> **TASK BRIEF**: Read the lines of the data below and retrieve those with "ManifestData".

> **RECORDS SUPPLIED**:
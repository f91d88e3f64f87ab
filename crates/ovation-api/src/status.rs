//! User response status and choices

use serde::{Deserialize, Serialize};
use thiserror::Error;

/// Persisted user response to the rating prompt.
///
/// `Accepted` and `Declined` are terminal ("resolved"): once either is
/// recorded the prompt never reopens. `Postponed` and `Closed` are interim
/// and leave the prompt eligible for a later trigger.
#[derive(Debug, Clone, Copy, PartialEq, Eq, Default, Serialize, Deserialize)]
#[serde(rename_all = "snake_case")]
pub enum PromptStatus {
    #[default]
    Unprompted,
    Accepted,
    Declined,
    Postponed,
    Closed,
}

impl PromptStatus {
    /// Resolved statuses suppress all future prompts.
    pub fn is_resolved(&self) -> bool {
        matches!(self, PromptStatus::Accepted | PromptStatus::Declined)
    }

    /// Stored string form.
    pub fn as_str(&self) -> &'static str {
        match self {
            PromptStatus::Unprompted => "unprompted",
            PromptStatus::Accepted => "accepted",
            PromptStatus::Declined => "declined",
            PromptStatus::Postponed => "postponed",
            PromptStatus::Closed => "closed",
        }
    }
}

/// Error for an unrecognized stored status string
#[derive(Debug, Clone, Error)]
#[error("Unknown prompt status: {0:?}")]
pub struct UnknownStatus(pub String);

impl std::str::FromStr for PromptStatus {
    type Err = UnknownStatus;

    /// Parse a stored status. The empty string is accepted as `Unprompted`;
    /// older deployments persisted "" before ever prompting.
    fn from_str(s: &str) -> Result<Self, Self::Err> {
        match s {
            "" | "unprompted" => Ok(PromptStatus::Unprompted),
            "accepted" => Ok(PromptStatus::Accepted),
            "declined" => Ok(PromptStatus::Declined),
            "postponed" => Ok(PromptStatus::Postponed),
            "closed" => Ok(PromptStatus::Closed),
            other => Err(UnknownStatus(other.to_string())),
        }
    }
}

/// A user's response to an open prompt
#[derive(Debug, Clone, Copy, PartialEq, Eq, Serialize, Deserialize)]
#[serde(rename_all = "snake_case")]
pub enum ResponseChoice {
    /// Rate the app (navigates to the store review page)
    Accept,
    /// Never ask again
    Decline,
    /// Ask again later
    Postpone,
    /// Dismissed via the close button or background
    Close,
}

impl ResponseChoice {
    /// The status this choice persists.
    pub fn resulting_status(&self) -> PromptStatus {
        match self {
            ResponseChoice::Accept => PromptStatus::Accepted,
            ResponseChoice::Decline => PromptStatus::Declined,
            ResponseChoice::Postpone => PromptStatus::Postponed,
            ResponseChoice::Close => PromptStatus::Closed,
        }
    }
}

#[cfg(test)]
mod tests {
    use super::*;

    #[test]
    fn resolved_statuses() {
        assert!(PromptStatus::Accepted.is_resolved());
        assert!(PromptStatus::Declined.is_resolved());
        assert!(!PromptStatus::Unprompted.is_resolved());
        assert!(!PromptStatus::Postponed.is_resolved());
        assert!(!PromptStatus::Closed.is_resolved());
    }

    #[test]
    fn parse_round_trip() {
        for status in [
            PromptStatus::Unprompted,
            PromptStatus::Accepted,
            PromptStatus::Declined,
            PromptStatus::Postponed,
            PromptStatus::Closed,
        ] {
            assert_eq!(status.as_str().parse::<PromptStatus>().unwrap(), status);
        }
    }

    #[test]
    fn empty_string_is_unprompted() {
        assert_eq!("".parse::<PromptStatus>().unwrap(), PromptStatus::Unprompted);
    }

    #[test]
    fn unknown_status_is_rejected() {
        assert!("maybe-later".parse::<PromptStatus>().is_err());
    }

    #[test]
    fn choices_map_to_statuses() {
        assert_eq!(ResponseChoice::Accept.resulting_status(), PromptStatus::Accepted);
        assert_eq!(ResponseChoice::Decline.resulting_status(), PromptStatus::Declined);
        assert_eq!(ResponseChoice::Postpone.resulting_status(), PromptStatus::Postponed);
        assert_eq!(ResponseChoice::Close.resulting_status(), PromptStatus::Closed);
    }

    #[test]
    fn status_serializes_snake_case() {
        let json = serde_json::to_string(&PromptStatus::Accepted).unwrap();
        assert_eq!(json, "\"accepted\"");
    }
}
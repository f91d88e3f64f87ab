//! Prompt scheduling engine
//!
//! Decides when a "rate this app" prompt should appear, tracks the user's
//! response, and resolves the branding a host renders in the prompt. State
//! lives behind an [`ovation_store::StateStore`]; platform access goes
//! through the `ovation-host` contracts, so the engine itself never touches
//! the network or the operating system directly.

mod branding;
mod events;
mod scheduler;
mod state;
mod trigger;

pub use events::*;
pub use scheduler::*;
pub use state::*;

use ovation_store::StoreError;
use thiserror::Error;
use tracing::warn;

/// Errors surfaced by scheduler operations
#[derive(Debug, Error)]
pub enum PromptError {
    /// The user already accepted or declined
    #[error("Prompt already resolved")]
    AlreadyResolved,

    /// A prompt was already opened this calendar day
    #[error("Prompt already shown today")]
    AlreadyShownToday,

    /// The environment probe reported an unsupported platform
    #[error("Environment does not support prompting")]
    Unsupported,

    /// Opening requires a configured store product id
    #[error("No product id configured for the review page")]
    MissingIdentifier,

    /// No icon override and no usable manifest icon
    #[error("No icon available for the prompt")]
    MissingIcon,

    /// State store failure
    #[error("Store error: {0}")]
    Store(StoreError),
}

impl From<StoreError> for PromptError {
    fn from(err: StoreError) -> Self {
        warn!(error = %err, "State store operation failed");
        PromptError::Store(err)
    }
}

pub type PromptResult<T> = Result<T, PromptError>;
//! Host adapter traits

use async_trait::async_trait;
use ovation_api::ManifestData;
use thiserror::Error;

/// Errors from host adapter operations
#[derive(Debug, Error)]
pub enum HostError {
    #[error("Fetch failed: {0}")]
    Fetch(String),

    #[error("Parse failed: {0}")]
    Parse(String),

    #[error("Navigation failed: {0}")]
    Navigation(String),

    #[error("Invalid URL '{url}': {message}")]
    InvalidUrl { url: String, message: String },

    #[error("IO error: {0}")]
    Io(#[from] std::io::Error),
}

pub type HostResult<T> = Result<T, HostError>;

/// A manifest plus the URL it was actually fetched from, so relative icon
/// paths can be resolved against it.
#[derive(Debug, Clone, PartialEq, Eq)]
pub struct FetchedManifest {
    /// Final URL after redirects
    pub url: String,

    /// Parsed manifest
    pub manifest: ManifestData,
}

/// Capability check: is this environment one the prompt should appear in?
pub trait EnvironmentProbe: Send + Sync {
    fn is_supported(&self) -> bool;
}

/// Fetches and parses the application manifest
#[async_trait]
pub trait ManifestSource: Send + Sync {
    /// Fetch the manifest at `path` (a URL or a path the source knows how
    /// to resolve).
    async fn fetch(&self, path: &str) -> HostResult<FetchedManifest>;
}

/// Routes an accepted prompt to the platform store review page
#[async_trait]
pub trait ReviewSurface: Send + Sync {
    async fn open_review(&self, product_id: &str) -> HostResult<()>;
}
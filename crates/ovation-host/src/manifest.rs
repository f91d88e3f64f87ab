//! HTTP manifest source

use async_trait::async_trait;
use ovation_api::ManifestData;
use reqwest::Client;
use std::time::Duration;
use tracing::debug;
use url::Url;

use crate::{FetchedManifest, HostError, HostResult, ManifestSource};

/// Total request timeout for manifest fetches
const FETCH_TIMEOUT: Duration = Duration::from_secs(10);

/// Connect timeout for manifest fetches
const CONNECT_TIMEOUT: Duration = Duration::from_secs(5);

/// Fetches manifests over HTTP(S). There is no retry: a failed fetch is
/// reported once and the caller degrades to overrides-only branding.
pub struct HttpManifestSource {
    client: Client,
    base: Option<Url>,
}

impl HttpManifestSource {
    pub fn new() -> Self {
        let client = Client::builder()
            .timeout(FETCH_TIMEOUT)
            .connect_timeout(CONNECT_TIMEOUT)
            .build()
            .expect("Failed to create HTTP client");

        Self { client, base: None }
    }

    /// Resolve relative manifest paths against this base URL.
    pub fn with_base(mut self, base: Url) -> Self {
        self.base = Some(base);
        self
    }

    fn resolve(&self, path: &str) -> HostResult<Url> {
        if let Ok(url) = Url::parse(path) {
            return Ok(url);
        }

        match &self.base {
            Some(base) => base.join(path).map_err(|e| HostError::InvalidUrl {
                url: path.to_string(),
                message: e.to_string(),
            }),
            None => Err(HostError::InvalidUrl {
                url: path.to_string(),
                message: "relative path with no base URL".into(),
            }),
        }
    }
}

impl Default for HttpManifestSource {
    fn default() -> Self {
        Self::new()
    }
}

#[async_trait]
impl ManifestSource for HttpManifestSource {
    async fn fetch(&self, path: &str) -> HostResult<FetchedManifest> {
        let url = self.resolve(path)?;
        debug!(url = %url, "Fetching manifest");

        let resp = self
            .client
            .get(url)
            .send()
            .await
            .map_err(|e| HostError::Fetch(e.to_string()))?;

        if !resp.status().is_success() {
            return Err(HostError::Fetch(format!("HTTP {}", resp.status())));
        }

        let final_url = resp.url().to_string();
        let body = resp
            .text()
            .await
            .map_err(|e| HostError::Fetch(e.to_string()))?;
        let manifest: ManifestData =
            serde_json::from_str(&body).map_err(|e| HostError::Parse(e.to_string()))?;

        debug!(url = %final_url, icon_count = manifest.icons.len(), "Manifest fetched");

        Ok(FetchedManifest {
            url: final_url,
            manifest,
        })
    }
}
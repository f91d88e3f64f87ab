//! Store contract

use async_trait::async_trait;

use crate::{StateKey, StateValue, StoreResult};

/// Async key-value contract for prompt state.
///
/// Implementations must provide read-after-write consistency within a
/// process: a `get` following a completed `set` observes the written value.
#[async_trait]
pub trait StateStore: Send + Sync {
    /// Read a value. `Ok(None)` means the key is absent.
    async fn get(&self, key: StateKey) -> StoreResult<Option<StateValue>>;

    /// Write a value, replacing any previous one.
    async fn set(&self, key: StateKey, value: StateValue) -> StoreResult<()>;

    /// Delete a key. Deleting an absent key is not an error.
    async fn delete(&self, key: StateKey) -> StoreResult<()>;
}
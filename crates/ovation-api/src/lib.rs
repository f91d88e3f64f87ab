//! Shared types for the ovation rating-prompt library
//!
//! This crate defines the vocabulary the other ovation crates exchange:
//! - User response statuses and choices
//! - Evaluation outcomes (triggers, suppress reasons, reset scopes)
//! - Manifest and branding data
//! - Epoch-millisecond time helpers

mod manifest;
mod status;
mod time;
mod types;

pub use manifest::*;
pub use status::*;
pub use time::*;
pub use types::*;
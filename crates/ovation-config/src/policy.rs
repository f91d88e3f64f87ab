//! Normalized prompt policy

use crate::schema::RawPromptConfig;
use std::time::Duration;

/// Default manifest resource path
pub const DEFAULT_MANIFEST_PATH: &str = "manifest.webmanifest";

/// Default delay between a trigger firing and the prompt-due event
pub const DEFAULT_SHOW_DELAY: Duration = Duration::from_secs(10);

/// Validated, normalized prompt configuration.
///
/// Thresholds are `None` when disabled; raw `0` values normalize to `None`.
#[derive(Debug, Clone)]
pub struct PromptPolicy {
    /// Store product identifier for the review deep link
    pub product_id: Option<String>,

    /// Manifest resource path or URL
    pub manifest_path: String,

    /// Explicit icon override
    pub icon: Option<String>,

    /// Explicit display name override
    pub display_name: Option<String>,

    /// If true, only a Windows 10 platform string counts as supported
    pub platform_restricted: bool,

    /// Day interval to re-trigger
    pub min_days: Option<u32>,

    /// Launch-count interval to re-trigger
    pub min_launches: Option<u32>,

    /// Delay before the prompt-due event fires
    pub show_delay: Duration,
}

impl Default for PromptPolicy {
    fn default() -> Self {
        Self {
            product_id: None,
            manifest_path: DEFAULT_MANIFEST_PATH.to_string(),
            icon: None,
            display_name: None,
            platform_restricted: true,
            min_days: None,
            min_launches: None,
            show_delay: DEFAULT_SHOW_DELAY,
        }
    }
}

impl PromptPolicy {
    /// Convert raw config into a normalized policy
    pub fn from_raw(raw: RawPromptConfig) -> Self {
        Self {
            product_id: raw.product_id,
            manifest_path: raw.manifest_path,
            icon: raw.icon,
            display_name: raw.display_name,
            platform_restricted: raw.platform_restricted,
            min_days: threshold_or_disabled(raw.min_days),
            min_launches: threshold_or_disabled(raw.min_launches),
            show_delay: Duration::from_secs(raw.show_delay_seconds),
        }
    }
}

/// Normalize a threshold: `0` and absent both mean "disabled".
pub fn threshold_or_disabled(value: Option<u32>) -> Option<u32> {
    match value {
        Some(0) | None => None,
        Some(v) => Some(v),
    }
}
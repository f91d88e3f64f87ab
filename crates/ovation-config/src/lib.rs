//! Configuration parsing and validation for ovation
//!
//! The primary configuration surface is programmatic: hosts construct a
//! [`PromptPolicy`] directly. For hosts that prefer file-driven defaults,
//! this crate also supports TOML with:
//! - Versioned schema
//! - Validation with clear error messages
//! - Normalization into `PromptPolicy` (`0` thresholds become disabled)

mod policy;
mod schema;
mod validation;

pub use policy::*;
pub use schema::*;
pub use validation::*;

use std::path::Path;
use thiserror::Error;
use tracing::info;

/// Configuration errors
#[derive(Debug, Error)]
pub enum ConfigError {
    #[error("Failed to read config file: {0}")]
    ReadError(#[from] std::io::Error),

    #[error("Failed to parse TOML: {0}")]
    ParseError(#[from] toml::de::Error),

    #[error("Validation failed: {errors:?}")]
    ValidationFailed { errors: Vec<ValidationError> },

    #[error("Unsupported config version: {0}")]
    UnsupportedVersion(u32),
}

pub type ConfigResult<T> = Result<T, ConfigError>;

/// Load and validate configuration from a TOML file
pub fn load_config(path: impl AsRef<Path>) -> ConfigResult<PromptPolicy> {
    let path = path.as_ref();
    let content = std::fs::read_to_string(path)?;
    let policy = parse_config(&content)?;

    info!(path = %path.display(), "Configuration loaded");
    Ok(policy)
}

/// Parse and validate configuration from a TOML string
pub fn parse_config(content: &str) -> ConfigResult<PromptPolicy> {
    let raw: RawPromptConfig = toml::from_str(content)?;

    // Check version
    if raw.config_version != CURRENT_CONFIG_VERSION {
        return Err(ConfigError::UnsupportedVersion(raw.config_version));
    }

    // Validate
    let errors = validate_config(&raw);
    if !errors.is_empty() {
        return Err(ConfigError::ValidationFailed { errors });
    }

    // Convert to policy
    Ok(PromptPolicy::from_raw(raw))
}

/// Current supported config version
pub const CURRENT_CONFIG_VERSION: u32 = 1;
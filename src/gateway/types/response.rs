//! API Response types and error codes
//!
//! - `ApiResponse<T>`: Unified response wrapper
//! - `error_codes`: Standard error code constants

use serde::Serialize;
use utoipa::ToSchema;

// ============================================================================
// Unified API Response Format
// ============================================================================

/// Unified API response wrapper
///
/// All API responses follow this structure:
/// - code: 0 = success, non-zero = error code
/// - msg: short message description
/// - data: actual data (success) or null (error)
#[derive(Debug, Serialize, ToSchema)]
pub struct ApiResponse<T> {
    /// Response code: 0 for success, non-zero for errors
    #[schema(example = 0)]
    pub code: i32,
    /// Response message
    #[schema(example = "ok")]
    pub msg: String,
    /// Response data (only present when code == 0)
    #[serde(skip_serializing_if = "Option::is_none")]
    pub data: Option<T>,
}

impl<T> ApiResponse<T> {
    /// Create success response
    pub fn success(data: T) -> Self {
        Self {
            code: error_codes::SUCCESS,
            msg: "ok".to_string(),
            data: Some(data),
        }
    }

    /// Create error response
    pub fn error(code: i32, msg: impl Into<String>) -> ApiResponse<()> {
        ApiResponse {
            code,
            msg: msg.into(),
            data: None,
        }
    }
}

// ============================================================================
// Error Codes
// ============================================================================

/// Standard API error codes
pub mod error_codes {
    // Success
    pub const SUCCESS: i32 = 0;

    // Client errors (1xxx)
    pub const INVALID_PARAMETER: i32 = 1001;
    pub const CURRENCY_MISMATCH: i32 = 1002;
    pub const INVALID_TRANSFER: i32 = 1003;

    // Auth errors (2xxx)
    pub const MISSING_AUTH: i32 = 2001;
    pub const AUTH_FAILED: i32 = 2002;
    pub const TOKEN_EXPIRED: i32 = 2003;
    pub const NOT_OWNER: i32 = 2004;

    // Resource errors (4xxx)
    pub const NOT_FOUND: i32 = 4001;
    pub const ALREADY_EXISTS: i32 = 4003;

    // Server errors (5xxx)
    pub const INTERNAL_ERROR: i32 = 5000;
    pub const SERVICE_UNAVAILABLE: i32 = 5001;
    pub const TRANSFER_TIMEOUT: i32 = 5004;
}

#[cfg(test)]
mod tests {
    use super::*;

    #[test]
    fn test_success_serialization() {
        let json = serde_json::to_value(ApiResponse::success(42)).unwrap();
        assert_eq!(json, serde_json::json!({"code": 0, "msg": "ok", "data": 42}));
    }

    #[test]
    fn test_error_omits_data() {
        let json =
            serde_json::to_value(ApiResponse::<()>::error(error_codes::NOT_FOUND, "missing"))
                .unwrap();
        assert_eq!(json, serde_json::json!({"code": 4001, "msg": "missing"}));
    }
}
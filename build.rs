use std::process::Command;

/// Embed the short git revision as `GIT_HASH`, suffixed `-dirty` when the
/// work tree has uncommitted changes.
fn main() {
    let git_hash = match git(&["rev-parse", "--short", "HEAD"]) {
        Some(hash) => {
            let dirty = Command::new("git")
                .args(["diff", "--quiet"])
                .status()
                .map(|s| !s.success())
                .unwrap_or(false);
            if dirty { format!("{hash}-dirty") } else { hash }
        }
        None => "unknown".to_string(),
    };

    println!("cargo:rustc-env=GIT_HASH={git_hash}");
    println!("cargo:rerun-if-changed=.git/HEAD");
    println!("cargo:rerun-if-changed=.git/refs/heads");
    println!("cargo:rerun-if-changed=migrations");
}

fn git(args: &[&str]) -> Option<String> {
    let output = Command::new("git").args(args).output().ok()?;
    output
        .status
        .success()
        .then(|| String::from_utf8_lossy(&output.stdout).trim().to_string())
}
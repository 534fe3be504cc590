//! Access and refresh tokens
//!
//! Two interchangeable makers behind [`TokenMaker`]: PASETO v4.local
//! (encrypted, the default) and HS256 JSON web tokens. The payload id
//! doubles as the session id for refresh tokens.

mod jwt;
mod paseto;

use std::sync::Arc;

use chrono::{DateTime, Duration, Utc};
use serde::{Deserialize, Serialize};
use thiserror::Error;
use uuid::Uuid;

pub use jwt::JwtMaker;
pub use paseto::PasetoMaker;

/// Shortest accepted JWT signing secret, in bytes
pub const MIN_SECRET_KEY_SIZE: usize = 32;
/// PASETO v4.local key length, in bytes
pub const SYMMETRIC_KEY_SIZE: usize = 32;

#[derive(Error, Debug)]
pub enum TokenError {
    #[error("Invalid key size: must be at least {min} characters, got {0}", min = MIN_SECRET_KEY_SIZE)]
    InvalidKeySize(usize),

    #[error("Invalid key size: must be exactly {size} characters, got {0}", size = SYMMETRIC_KEY_SIZE)]
    InvalidSymmetricKeySize(usize),

    #[error("Token is invalid")]
    Invalid,

    #[error("Token has expired")]
    Expired,

    #[error("Token encoding failed: {0}")]
    Encode(String),
}

/// Token claims
#[derive(Debug, Clone, PartialEq, Eq, Serialize, Deserialize)]
pub struct Payload {
    pub id: Uuid,
    pub username: String,
    #[serde(rename = "iat", with = "chrono::serde::ts_seconds")]
    pub issued_at: DateTime<Utc>,
    #[serde(rename = "exp", with = "chrono::serde::ts_seconds")]
    pub expired_at: DateTime<Utc>,
}

impl Payload {
    pub fn new(username: &str, duration: Duration) -> Self {
        let issued_at = Utc::now();
        Self {
            id: Uuid::new_v4(),
            username: username.to_string(),
            issued_at,
            expired_at: issued_at
                .checked_add_signed(duration)
                .unwrap_or(DateTime::<Utc>::MAX_UTC),
        }
    }

    /// Reject a payload whose expiry has passed
    pub fn check_expiry(&self, now: DateTime<Utc>) -> Result<(), TokenError> {
        if now > self.expired_at {
            return Err(TokenError::Expired);
        }
        Ok(())
    }
}

/// Creates and verifies tokens
pub trait TokenMaker: Send + Sync {
    /// Issue a token for `username` valid for `duration`
    fn create_token(
        &self,
        username: &str,
        duration: Duration,
    ) -> Result<(String, Payload), TokenError>;

    /// Check integrity and expiry, returning the payload
    fn verify_token(&self, token: &str) -> Result<Payload, TokenError>;
}

/// Token format selected in configuration
#[derive(Debug, Clone, Copy, PartialEq, Eq, Default, Serialize, Deserialize)]
#[serde(rename_all = "lowercase")]
pub enum TokenKind {
    #[default]
    Paseto,
    Jwt,
}

/// Build the configured maker
pub fn new_maker(
    kind: TokenKind,
    symmetric_key: &str,
) -> Result<Arc<dyn TokenMaker>, TokenError> {
    Ok(match kind {
        TokenKind::Paseto => Arc::new(PasetoMaker::new(symmetric_key)?),
        TokenKind::Jwt => Arc::new(JwtMaker::new(symmetric_key)?),
    })
}
//! PASETO v4.local tokens
//!
//! The JSON payload is encrypted with XChaCha20 and authenticated with
//! BLAKE2b, so clients cannot read or alter it. Expiry is checked here
//! after decryption.

use chrono::{Duration, Utc};
use pasetors::Local;
use pasetors::keys::SymmetricKey;
use pasetors::token::UntrustedToken;
use pasetors::version4::{LocalToken, V4};

use super::{Payload, SYMMETRIC_KEY_SIZE, TokenError, TokenMaker};

/// Encrypts and decrypts tokens with one 32-byte symmetric key
pub struct PasetoMaker {
    key: SymmetricKey<V4>,
}

impl PasetoMaker {
    pub fn new(symmetric_key: &str) -> Result<Self, TokenError> {
        if symmetric_key.len() != SYMMETRIC_KEY_SIZE {
            return Err(TokenError::InvalidSymmetricKeySize(symmetric_key.len()));
        }
        let key = SymmetricKey::<V4>::from(symmetric_key.as_bytes())
            .map_err(|_| TokenError::InvalidSymmetricKeySize(symmetric_key.len()))?;
        Ok(Self { key })
    }
}

impl TokenMaker for PasetoMaker {
    fn create_token(
        &self,
        username: &str,
        duration: Duration,
    ) -> Result<(String, Payload), TokenError> {
        let payload = Payload::new(username, duration);
        let message =
            serde_json::to_vec(&payload).map_err(|e| TokenError::Encode(e.to_string()))?;
        let token = LocalToken::encrypt(&self.key, &message, None, None)
            .map_err(|e| TokenError::Encode(e.to_string()))?;
        Ok((token, payload))
    }

    fn verify_token(&self, token: &str) -> Result<Payload, TokenError> {
        let untrusted =
            UntrustedToken::<Local, V4>::try_from(token).map_err(|_| TokenError::Invalid)?;
        let trusted = LocalToken::decrypt(&self.key, &untrusted, None, None)
            .map_err(|_| TokenError::Invalid)?;
        let payload: Payload =
            serde_json::from_str(trusted.payload()).map_err(|_| TokenError::Invalid)?;

        payload.check_expiry(Utc::now())?;
        Ok(payload)
    }
}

> **TASK RESPONSE**:
use ovation_api::ManifestData;
    pub manifest: ManifestData,
use ovation_api::ManifestData;
        let manifest: ManifestData =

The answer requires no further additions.